Determining Legal Capacity California

In our society, when young men and women reach the age of 18, they are deemed as having attained the level of maturity necessary to be responsible for their own well-being, and thus make decisions for themselves. This is known as “competence,” or more accurately, “legal capacity.” Legal capacity means that someone has the mental faculties necessary to make decisions according to one’s needs, desires, opinions, concerns, and so on.

Capacity is a serious matter, which is why not everyone is considered competent. For instance, when a young person has severe disabilities, it may be necessary to place them in a limited conservatorship to ensure that they are cared for.

Competence can be a fluid thing. Even people in limited conservatorships may hold many of their rights, and be deemed to make decisions on all but a limited, specific subset of matters. But for the majority of people, from the age of 18 on, they are allowed to make personal and legal decisions on their own behalf in all regards.

Legal capacity has a very specific, legal mean, and different acts require different levels of capacity.

In the State of California, there are roughly three forms or levels of capacity which are necessary to make various decisions.

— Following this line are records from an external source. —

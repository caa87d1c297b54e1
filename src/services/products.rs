use serde::{Deserialize, Serialize};

use crate::domain::auth::AuthenticatedEmployee;
use crate::domain::product::{Product, ProductListQuery};
use crate::forms::products::{AddProductForm, EditProductForm, UploadProductsForm};
use crate::pagination::{DEFAULT_ITEMS_PER_PAGE, Paginated};
use crate::repository::{ProductReader, ProductWriter};
use crate::services::{ServiceError, ServiceResult, ensure_admin, requested_page};

/// Query parameters accepted by the product list endpoint.
#[derive(Debug, Default, Deserialize)]
pub struct ProductQuery {
    /// Optional case-insensitive search applied to product names.
    pub search: Option<String>,
    /// Page number requested by the client (1-based).
    pub page: Option<usize>,
}

/// Result of a CSV import.
#[derive(Debug, Serialize, PartialEq, Eq)]
pub struct ProductImport {
    pub created: usize,
}

/// Fetches a page of the product catalog.
pub fn load_products<R>(
    repo: &R,
    _user: &AuthenticatedEmployee,
    query: ProductQuery,
) -> ServiceResult<Paginated<Product>>
where
    R: ProductReader + ?Sized,
{
    let ProductQuery { search, page } = query;
    let page = requested_page(page);

    let mut list_query = ProductListQuery::new();

    if let Some(term) = search.as_deref().map(str::trim).filter(|t| !t.is_empty()) {
        list_query = list_query.search(term);
    }

    list_query = list_query.paginate(page, DEFAULT_ITEMS_PER_PAGE);

    let (total, products) = repo.list_products(list_query).map_err(ServiceError::from)?;
    let total_pages = total.div_ceil(DEFAULT_ITEMS_PER_PAGE);

    Ok(Paginated::new(products, page, total_pages))
}

pub fn load_product<R>(
    repo: &R,
    _user: &AuthenticatedEmployee,
    product_id: i32,
) -> ServiceResult<Product>
where
    R: ProductReader + ?Sized,
{
    repo.get_product_by_id(product_id)
        .map_err(ServiceError::from)?
        .ok_or(ServiceError::NotFound)
}

/// Creates a new catalog product.
pub fn create_product<R>(
    repo: &R,
    user: &AuthenticatedEmployee,
    form: AddProductForm,
) -> ServiceResult<Product>
where
    R: ProductWriter + ?Sized,
{
    ensure_admin(user)?;

    let new_product = form
        .into_new_product()
        .map_err(|err| ServiceError::Form(err.to_string()))?;

    repo.create_product(&new_product).map_err(ServiceError::from)
}

/// Updates name, price or unit of a product. Existing order lines keep their snapshot.
pub fn modify_product<R>(
    repo: &R,
    user: &AuthenticatedEmployee,
    product_id: i32,
    form: EditProductForm,
) -> ServiceResult<Product>
where
    R: ProductWriter + ?Sized,
{
    ensure_admin(user)?;

    let updates = form
        .into_update_product()
        .map_err(|err| ServiceError::Form(err.to_string()))?;

    repo.update_product(product_id, &updates)
        .map_err(ServiceError::from)
}

pub fn remove_product<R>(
    repo: &R,
    user: &AuthenticatedEmployee,
    product_id: i32,
) -> ServiceResult<()>
where
    R: ProductWriter + ?Sized,
{
    ensure_admin(user)?;

    repo.delete_product(product_id).map_err(ServiceError::from)
}

/// Imports products from an uploaded CSV. Either every row is stored or none.
pub fn upload_products<R>(
    repo: &R,
    user: &AuthenticatedEmployee,
    form: &mut UploadProductsForm,
) -> ServiceResult<ProductImport>
where
    R: ProductWriter + ?Sized,
{
    ensure_admin(user)?;

    let new_products = form
        .into_new_products()
        .map_err(|err| ServiceError::Form(err.to_string()))?;

    let created = repo
        .create_products(&new_products)
        .map_err(ServiceError::from)?;

    log::info!("imported {created} products");

    Ok(ProductImport { created })
}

In order for a person to be deemed capable of leaving a will—which has a lower threshold than being capable of entering into a contract—which is known as “testamentary capacity,” a person must be:

  • Able to understand the nature of a will and its significance.
  • Capable of accurately remember information about their property.
  • Able to recall and understand their relationship with their descendants and other parties affected by the will.
  • Free of hallucinations or delusions that affect their decision-making ability.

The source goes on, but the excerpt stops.